Maroc

Des architectes dénoncent l’injustice et appellent à sauver leur profession.

Un colloque scientifique intitulé « L’urbanisme et son impact sur l’environnement » a été organisé par le Syndicat national des architectes privés (SNAP) pour débattre des contraintes de la profession d’architecte au Maroc. Les participants ont appelé à une révision globale du cadre juridique régissant la profession afin de garantir la protection des droits des professionnels et d’améliorer leur rôle dans le processus d’urbanisme.


Un colloque scientifique a récemment été organisé par le Syndicat national des architectes privés (SNAP) sur le thème : « L’urbanisme et son impact sur l’environnement ». Cet événement a offert aux architectes l’occasion de discuter des contraintes de leur profession, des dysfonctionnements dans le secteur de l’urbanisme et de l’aménagement urbain, et de faire état de la crise que traverse la profession d’architecte au Maroc. Les participants ont lancé un appel urgent pour une réforme, dénonçant ce qu’ils qualifient d’« injustice juridique » et insisté sur la nécessité de réhabiliter le rôle des architectes.

Les interventions des professionnels et experts ont mis en avant des déséquilibres structurels qui affectent le secteur, tels que le cadre juridique insuffisant, l’absence de conditions de concurrence loyale et le déclin du rôle de l’architecte dans le processus d’urbanisme. Cette situation a souvent réduit la fonction de l’architecte à une simple validation de plans, sans véritable implication dans le suivi et l’exécution des projets.

Hassan El Menjra, président du Syndicat national des architectes, a souligné que la profession fait face à des défis sans précédent qui menacent son rôle central dans le développement urbain. Il a précisé que le manque d’une protection juridique efficace ouvre la porte à des pratiques dégradantes pour la profession, menaçant la dignité de l’architecte dans un contexte de désordre et de chevauchement non régulé des compétences.

Il a également affirmé que se limiter à la validation des plans, sans permettre aux architectes d’assurer le suivi des travaux, est une des plus évidentes formes d’injustice professionnelle. Cette situation a des répercussions non seulement sur le statut des architectes, mais met aussi en danger la qualité des projets et la sécurité des constructions, menant à une marginalisation de leur rôle.

Ali Gassous, vice-président du syndicat, a évoqué le désordre dans le secteur, causé par une faiblesse des mécanismes de contrôle et un manque de rigueur dans l’application des lois. Il a noté que de nombreux projets sont réalisés sans respecter les normes techniques, ce qui affecte le paysage urbain et pose des risques pour la sécurité des citoyens.

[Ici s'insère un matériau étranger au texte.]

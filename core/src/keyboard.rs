//! An immutable keyboard variant: the sorted key list, code lookup, and the
//! shared proximity index.
//!
//! A `Keyboard` never changes after construction. The one mutable field is
//! the code→key memo table, a pure memoization guarded by a single lock so
//! touch handling and background measurement can look keys up concurrently.
//! Cloning produces a derived view (e.g. the shifted variant of the same
//! layout): the key list and proximity index are shared by reference, only
//! the memo starts out empty.

use std::sync::{Arc, Mutex};

use ahash::AHashMap;
use tracing::debug;

use crate::codes;
use crate::key::Key;
use crate::params::{KeyboardId, KeyboardParams};
use crate::proximity::ProximityInfo;

#[derive(Debug)]
pub struct Keyboard {
    pub id: KeyboardId,

    /// Total size including the paddings.
    pub occupied_width: i32,
    pub occupied_height: i32,
    /// Base size used to resolve proportional dimensions.
    pub base_width: i32,
    pub base_height: i32,

    pub top_padding: i32,
    pub vertical_gap: i32,

    pub most_common_key_width: i32,
    pub most_common_key_height: i32,

    pub proximity_chars_correction_enabled: bool,

    sorted_keys: Arc<Vec<Key>>,
    shift_key_indices: Arc<Vec<usize>>,
    alt_code_key_indices: Arc<Vec<usize>>,
    proximity: Arc<ProximityInfo>,

    /// Memoized code→key lookups, including misses. Guarded by a single
    /// lock; this is the only mutable state in the type.
    key_cache: Mutex<AHashMap<i32, Option<usize>>>,
}

impl Keyboard {
    pub fn new(params: KeyboardParams) -> Self {
        let proximity = ProximityInfo::new(
            params.grid_width,
            params.grid_height,
            params.occupied_width,
            params.occupied_height,
            params.most_common_key_width,
            params.most_common_key_height,
            &params.sorted_keys,
            &params.touch_position_correction,
        );
        debug!(
            locale = %params.id.locale,
            element = ?params.id.element,
            keys = params.sorted_keys.len(),
            "built keyboard"
        );
        Self {
            id: params.id,
            occupied_width: params.occupied_width,
            occupied_height: params.occupied_height,
            base_width: params.base_width,
            base_height: params.base_height,
            top_padding: params.top_padding,
            vertical_gap: params.vertical_gap,
            most_common_key_width: params.most_common_key_width,
            most_common_key_height: params.most_common_key_height,
            proximity_chars_correction_enabled: params.proximity_chars_correction_enabled,
            sorted_keys: Arc::new(params.sorted_keys),
            shift_key_indices: Arc::new(params.shift_key_indices),
            alt_code_key_indices: Arc::new(params.alt_code_key_indices),
            proximity: Arc::new(proximity),
            key_cache: Mutex::new(AHashMap::new()),
        }
    }

    /// Keys in top-left to bottom-right order; may contain spacers.
    pub fn sorted_keys(&self) -> &[Key] {
        &self.sorted_keys
    }

    /// The key generating `code`, if any. The first lookup for a code scans
    /// the key list; the result - hit or miss - is memoized, so repeated
    /// calls return the same key without rescanning. `CODE_UNSPECIFIED`
    /// always yields `None` without searching or caching.
    pub fn key_at(&self, code: i32) -> Option<&Key> {
        if code == codes::CODE_UNSPECIFIED {
            return None;
        }
        let slot = {
            let mut cache = self.key_cache.lock().expect("key cache poisoned");
            match cache.get(&code) {
                Some(&slot) => slot,
                None => {
                    let found = self
                        .sorted_keys
                        .iter()
                        .position(|key| !key.is_spacer() && key.code() == code);
                    cache.insert(code, found);
                    found
                }
            }
        };
        slot.map(|index| &self.sorted_keys[index])
    }

    /// Key-center coordinates for a sequence of code points, used to
    /// synthesize plausible touch positions when text is set
    /// programmatically. Code points with no matching key yield the
    /// `(NOT_A_COORDINATE, NOT_A_COORDINATE)` sentinel pair.
    pub fn coordinates_for(&self, code_points: &[i32]) -> Vec<(i32, i32)> {
        code_points
            .iter()
            .map(|&code_point| match self.key_at(code_point) {
                Some(key) => (
                    key.x() + key.width() / 2,
                    key.y() + key.height() / 2,
                ),
                None => (codes::NOT_A_COORDINATE, codes::NOT_A_COORDINATE),
            })
            .collect()
    }

    pub fn proximity(&self) -> &ProximityInfo {
        &self.proximity
    }

    /// Keys plausibly intended by a touch at `(x, y)`, nearest first.
    pub fn nearest_keys(&self, x: i32, y: i32) -> impl Iterator<Item = &Key> {
        self.proximity
            .nearest_keys(x, y)
            .iter()
            .map(move |&index| &self.sorted_keys[index])
    }

    pub fn shift_keys(&self) -> impl Iterator<Item = &Key> {
        self.shift_key_indices
            .iter()
            .map(move |&index| &self.sorted_keys[index])
    }

    pub fn alt_code_keys_while_typing(&self) -> impl Iterator<Item = &Key> {
        self.alt_code_key_indices
            .iter()
            .map(move |&index| &self.sorted_keys[index])
    }
}

impl Clone for Keyboard {
    /// A derived view sharing the key list and proximity index by
    /// reference. The memo table starts out empty; it refills on demand.
    fn clone(&self) -> Self {
        Self {
            id: self.id.clone(),
            occupied_width: self.occupied_width,
            occupied_height: self.occupied_height,
            base_width: self.base_width,
            base_height: self.base_height,
            top_padding: self.top_padding,
            vertical_gap: self.vertical_gap,
            most_common_key_width: self.most_common_key_width,
            most_common_key_height: self.most_common_key_height,
            proximity_chars_correction_enabled: self.proximity_chars_correction_enabled,
            sorted_keys: Arc::clone(&self.sorted_keys),
            shift_key_indices: Arc::clone(&self.shift_key_indices),
            alt_code_key_indices: Arc::clone(&self.alt_code_key_indices),
            proximity: Arc::clone(&self.proximity),
            key_cache: Mutex::new(AHashMap::new()),
        }
    }
}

Gassous a apporté des exemples concrets de la réalité professionnelle, montrant l’ampleur des défis auxquels les architectes sont confrontés, tant dans les administrations publiques que dans le secteur privé. Il a insisté sur l’absence d’égalité des chances et la persistance de discriminations professionnelles qui soulèvent des inquiétudes quant à l’avenir de la profession au Maroc.

Le colloque a également abouti à plusieurs recommandations, la première étant une révision complète du cadre juridique régissant la profession d’architecte pour protéger les droits des professionnels et renforcer leur position dans le domaine de l’urbanisme. Les participants ont souligné la nécessité d’un suivi des chantiers par les architectes, condition essentielle pour garantir la qualité des constructions et la sécurité des projets.

De plus, les intervenants ont appelé à renforcer les mécanismes de contrôle et de responsabilité, à mettre fin à l’état de laxisme dans le secteur, et à lutter contre les pratiques qui marginalisent les compétences nationales au profit de solutions rapides, au détriment de la qualité et des normes professionnelles.

Le colloque a également mis en lumière les conséquences néfastes du statu quo, qui affecte non seulement la profession d’architecte, mais également la qualité de vie urbaine et l’équilibre environnemental et territorial. Les participants ont unanimement affirmé que la réhabilitation de l’architecte est fondamentale pour un développement urbain durable, basé sur la qualité, l’innovation et le respect des normes.

En somme, les architectes ont exprimé leur espoir que le gouvernement et le Parlement répondent favorablement à leurs revendications, arguant que la situation actuelle nécessite des décisions audacieuses pour restaurer la confiance et remédier aux dysfonctionnements. Ils ont averti que l’inaction ne ferait qu’aggraver la crise et conduire à plus de dérives dans ce secteur crucial pour la sécurité et le bien-être des citoyens.